Rand Merchant Bank Launches Oil Exchange Traded Note
Rand Merchant Bank (RMB) has launched its first Exchange Traded Note (ETN), the RMB Oil ETN, which was listed on the JSE Limited on 8 December 2010.
The RMB Oil ETN offers investors exposure to the front month futures contract for light sweet crude oil listed and traded on the New York Mercantile Exchange (NYMEX). It offers investors an alternative to investing in an oil future or directly into an oil company.
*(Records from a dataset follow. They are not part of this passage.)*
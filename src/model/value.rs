use serde::{Deserialize, Deserializer, Serialize, Serializer};

/// Value indirection for themeable fields.
///
/// On the wire a `Value` is the bare literal, a `Constant` is `{"type":"CONSTANT","value":..}` and a
/// `Variable` is `{"type":"VARIABLE","id":..,"fallback":..}`. Freshly extracted trees only hold
/// `Value`; theming promotes literals to `Variable`.
#[derive(Clone, Debug, PartialEq)]
pub enum Indirect<T> {
    Value(T),
    Constant(T),
    Variable { id: String, fallback: T },
}

/// Which form an [`Indirect`] takes, without its payload.
#[derive(Clone, Copy, Debug, PartialEq, Eq)]
pub enum IndirectKind {
    Value,
    Constant,
    Variable,
}

impl<T> Indirect<T> {
    pub fn kind(&self) -> IndirectKind {
        match self {
            Self::Value(_) => IndirectKind::Value,
            Self::Constant(_) => IndirectKind::Constant,
            Self::Variable { .. } => IndirectKind::Variable,
        }
    }

    /// The literal a renderer starts from: the value, the constant, or the variable's fallback.
    pub fn literal(&self) -> &T {
        match self {
            Self::Value(v) | Self::Constant(v) => v,
            Self::Variable { fallback, .. } => fallback,
        }
    }

    pub fn variable_id(&self) -> Option<&str> {
        match self {
            Self::Variable { id, .. } => Some(id),
            _ => None,
        }
    }

    pub fn is_value(&self) -> bool {
        matches!(self, Self::Value(_))
    }

    pub fn variable(id: impl Into<String>, fallback: T) -> Self {
        Self::Variable {
            id: id.into(),
            fallback,
        }
    }
}

impl<T> From<T> for Indirect<T> {
    fn from(value: T) -> Self {
        Self::Value(value)
    }
}

#[derive(Deserialize)]
#[serde(tag = "type")]
enum Tagged<T> {
    #[serde(rename = "CONSTANT")]
    Constant { value: T },
    #[serde(rename = "VARIABLE")]
    Variable { id: String, fallback: T },
}

#[derive(Serialize)]
#[serde(tag = "type")]
enum TaggedRef<'a, T> {
    #[serde(rename = "CONSTANT")]
    Constant { value: &'a T },
    #[serde(rename = "VARIABLE")]
    Variable { id: &'a str, fallback: &'a T },
}

impl<T: Serialize> Serialize for Indirect<T> {
    fn serialize<S>(&self, serializer: S) -> Result<S::Ok, S::Error>
    where
        S: Serializer,
    {
        match self {
            Self::Value(v) => v.serialize(serializer),
            Self::Constant(value) => TaggedRef::Constant { value }.serialize(serializer),
            Self::Variable { id, fallback } => {
                TaggedRef::Variable { id, fallback }.serialize(serializer)
            }
        }
    }
}

impl<'de, T> Deserialize<'de> for Indirect<T>
where
    T: Deserialize<'de>,
{
    fn deserialize<D>(deserializer: D) -> Result<Self, D::Error>
    where
        D: Deserializer<'de>,
    {
        #[derive(Deserialize)]
        #[serde(untagged)]
        enum Repr<T> {
            Tagged(Tagged<T>),
            Literal(T),
        }

        match Repr::deserialize(deserializer)? {
            Repr::Tagged(Tagged::Constant { value }) => Ok(Self::Constant(value)),
            Repr::Tagged(Tagged::Variable { id, fallback }) => Ok(Self::Variable { id, fallback }),
            Repr::Literal(v) => Ok(Self::Value(v)),
        }
    }
}

#[cfg(test)]
#[path = "../../tests/unit/model/value.rs"]
mod tests;
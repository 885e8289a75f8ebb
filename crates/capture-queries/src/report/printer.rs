use super::{IterationReport, Printer, SeveralReport, SingleReport};
use crate::capture::{CaptureConfig, QueryRecord};
use colored::Colorize;
use sqlformat::{FormatOptions, QueryParams};
use std::fmt;
use std::io::Write;

/// Transaction-control statements left out of the printed query list.
const EXCLUDED: &[&str] = &["BEGIN", "COMMIT", "ROLLBACK"];

const KEYWORDS: &[&str] = &[
    "ALL", "ALTER", "AND", "AS", "ASC", "BEGIN", "BETWEEN", "BY", "CASE", "COMMIT", "CREATE",
    "CROSS", "DELETE", "DESC", "DISTINCT", "DROP", "ELSE", "END", "EXISTS", "EXPLAIN", "FROM",
    "FULL", "GROUP", "HAVING", "ILIKE", "IN", "INNER", "INSERT", "INTO", "IS", "JOIN", "LEFT",
    "LIKE", "LIMIT", "NOT", "NULL", "OFFSET", "ON", "OR", "ORDER", "OUTER", "RETURNING", "RIGHT",
    "ROLLBACK", "SELECT", "SET", "TABLE", "THEN", "UNION", "UPDATE", "VALUES", "WHEN", "WHERE",
    "WITH",
];

/// Prints capture reports as plain text.
///
/// ```text
/// Test №1 | Queries count: 2 | Execution time: 0.000412s
/// Tests count: 1  |  Total queries count: 2  |  Total execution time: 0.00041s  |  Median time one test is: 0.000206s  |  Vendor: postgresql
/// ```
pub struct SqlPrinter {
    vendor: String,
    verbose: bool,
    advanced_verbose: bool,
    show_queries: bool,
    colorize: bool,
    out: Box<dyn Write + Send>,
}

impl SqlPrinter {
    /// Create a printer writing summaries to stdout.
    pub fn new(vendor: impl Into<String>) -> Self {
        Self {
            vendor: vendor.into(),
            verbose: true,
            advanced_verbose: false,
            show_queries: false,
            colorize: true,
            out: Box::new(std::io::stdout()),
        }
    }

    /// Create a printer with the verbosity flags of a session config.
    pub fn from_config(vendor: impl Into<String>, config: &CaptureConfig) -> Self {
        Self::new(vendor)
            .verbose(config.verbose)
            .advanced_verbose(config.advanced_verbose)
            .show_queries(config.show_queries)
    }

    pub fn verbose(mut self, verbose: bool) -> Self {
        self.verbose = verbose;
        self
    }

    pub fn advanced_verbose(mut self, advanced_verbose: bool) -> Self {
        self.advanced_verbose = advanced_verbose;
        self
    }

    pub fn show_queries(mut self, show_queries: bool) -> Self {
        self.show_queries = show_queries;
        self
    }

    /// Highlight SQL keywords with ANSI colors (on by default).
    pub fn colorize(mut self, colorize: bool) -> Self {
        self.colorize = colorize;
        self
    }

    /// Send output somewhere other than stdout.
    pub fn with_writer<W: Write + Send + 'static>(mut self, out: W) -> Self {
        self.out = Box::new(out);
        self
    }

    /// The per-iteration line, if advanced verbosity is on.
    pub fn render_iteration(&self, report: &IterationReport) -> Option<String> {
        if !self.advanced_verbose {
            return None;
        }
        let lead = if report.iteration == 1 { "\n\n" } else { "" };
        Some(format!(
            "{lead}Test №{} | Queries count: {} | Execution time: {:.6}s\n",
            report.iteration,
            report.queries_count,
            report.elapsed.as_secs_f64()
        ))
    }

    pub fn render_single(&self, report: &SingleReport) -> String {
        let mut out = String::new();
        if self.show_queries {
            out.push_str(&self.render_queries(&report.records));
            out.push('\n');
        }
        if self.verbose {
            out.push_str(&format!(
                "\nQueries count: {}  |  Execution time: {:.6}s  |  Vendor: {}\n\n",
                report.queries_count,
                report.elapsed.as_secs_f64(),
                self.vendor
            ));
        }
        out
    }

    pub fn render_several(&self, report: &SeveralReport) -> String {
        let mut out = String::new();
        if self.verbose && !self.advanced_verbose && !self.show_queries {
            out.push_str("\n\n");
        }
        if self.show_queries {
            out.push_str(&self.render_queries(&report.records));
            out.push('\n');
        }
        if self.verbose {
            let median = match report.median_elapsed {
                Some(median) => {
                    format!("Median time one test is: {:.6}s  |  ", median.as_secs_f64())
                }
                None => String::new(),
            };
            out.push_str(&format!(
                "Tests count: {}  |  Total queries count: {}  |  Total execution time: {:.5}s  |  {median}Vendor: {}\n\n",
                report.iterations,
                report.queries_count,
                report.total_elapsed.as_secs_f64(),
                self.vendor
            ));
        }
        out
    }

    /// Numbered, formatted listing of the captured statements.
    pub fn render_queries(&self, records: &[QueryRecord]) -> String {
        let entries: Vec<String> = records
            .iter()
            .filter(|record| !is_excluded(&record.sql))
            .enumerate()
            .map(|(idx, record)| {
                let sql = format_sql(&record.sql);
                let sql = if self.colorize { highlight(&sql) } else { sql };
                format!(
                    "№[{}] time=[{:.6}]{}\n{sql}",
                    idx + 1,
                    record.elapsed.as_secs_f64(),
                    format_explain(record.explain.as_deref())
                )
            })
            .collect();
        format!("\n\n{}\n\n", entries.join("\n\n\n"))
    }

    fn write(&mut self, text: &str) {
        if text.is_empty() {
            return;
        }
        if let Err(err) = self.out.write_all(text.as_bytes()).and_then(|_| self.out.flush()) {
            tracing::debug!(target: "capture_queries", error = %err, "failed to write report");
        }
    }
}

impl Printer for SqlPrinter {
    fn print_iteration(&mut self, report: &IterationReport) {
        if let Some(line) = self.render_iteration(report) {
            self.write(&line);
        }
    }

    fn print_single(&mut self, report: &SingleReport) {
        let text = self.render_single(report);
        self.write(&text);
    }

    fn print_several(&mut self, report: &SeveralReport) {
        let text = self.render_several(report);
        self.write(&text);
    }
}

impl fmt::Debug for SqlPrinter {
    fn fmt(&self, f: &mut fmt::Formatter<'_>) -> fmt::Result {
        f.debug_struct("SqlPrinter")
            .field("vendor", &self.vendor)
            .field("verbose", &self.verbose)
            .field("advanced_verbose", &self.advanced_verbose)
            .field("show_queries", &self.show_queries)
            .field("colorize", &self.colorize)
            .finish_non_exhaustive()
    }
}

fn is_excluded(sql: &str) -> bool {
    let sql = sql.trim();
    EXCLUDED.iter().any(|kw| kw.eq_ignore_ascii_case(sql))
}

pub(super) fn format_sql(sql: &str) -> String {
    let options = FormatOptions {
        uppercase: Some(true),
        ..FormatOptions::default()
    };
    sqlformat::format(sql, &QueryParams::None, &options)
}

pub(super) fn format_explain(explain: Option<&str>) -> String {
    match explain {
        None => String::new(),
        Some(explain) if explain.lines().count() > 1 => format!(" explain=[\n{explain}\n]"),
        Some(explain) => format!(" explain=[{explain}]"),
    }
}

fn highlight(sql: &str) -> String {
    let mut out = String::with_capacity(sql.len() * 2);
    let mut chars = sql.char_indices().peekable();
    while let Some((start, c)) = chars.next() {
        if c == '\'' {
            let mut end = sql.len();
            for (idx, c) in chars.by_ref() {
                if c == '\'' {
                    end = idx + 1;
                    break;
                }
            }
            out.push_str(&sql[start..end].green().to_string());
        } else if c.is_alphabetic() || c == '_' {
            let mut end = start + c.len_utf8();
            while let Some(&(idx, c)) = chars.peek() {
                if !(c.is_alphanumeric() || c == '_') {
                    break;
                }
                end = idx + c.len_utf8();
                chars.next();
            }
            let word = &sql[start..end];
            if KEYWORDS.iter().any(|kw| kw.eq_ignore_ascii_case(word)) {
                out.push_str(&word.blue().bold().to_string());
            } else {
                out.push_str(word);
            }
        } else {
            out.push(c);
        }
    }
    out
}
A single unit will give an investor exposure to 1 barrel of oil, making the product more accessible and easier than investing directly in a future (which trades at 1,000 barrels of oil).
Investor funds earn interest at US treasury bill rates on the full amount of the note. The RMB Oil ETN is listed and traded in Rands. The investor therefore gets a return based on the oil future, treasury bill rates and the USD/ ZAR exchange rate.
An investor fee of 75 basis points is deducted.
The RMB Oil ETN is listed and traded on the JSE Limited. Trades can be done daily in any size. The index value of the RMB Oil Index is published daily. RMB is the market maker so investors can buy or sell on the JSE through any broker (fees apply) while large volumes can be traded directly with RMB.
“ETNs have proved very popular globally and RMB’s industrial commodity ETNs are a first for South Africa, allowing investors direct exposure to some of the underlying commodities driving inflation.” says Bevan Jones, head of Energy and Metals at RMB. “ETNs have a low cost base, they are transparent, liquid and offer accessibility to a wide range of investments which may otherwise be unavailable to investors.”
The RMB Oil ETN will be followed by the launch of further RMB ETNs focusing on commodities and managed equities, as well as other asset classes.
Though ETNs are new to South Africa, their popularity has grown rapidly internationally with US ETN asset values, for example, increasing by 113% in the year to February 2010.
An ETN closely tracks the return of a benchmark index or strategy. ETNs are similar to Exchange Traded Funds except that the underlying pool of assets is owned by FirstRand, in the case of RMB ETNs, and not a segregated fund. An investor is therefore buying a commitment from FirstRand that it will pay out the cash value of the ETN on maturity.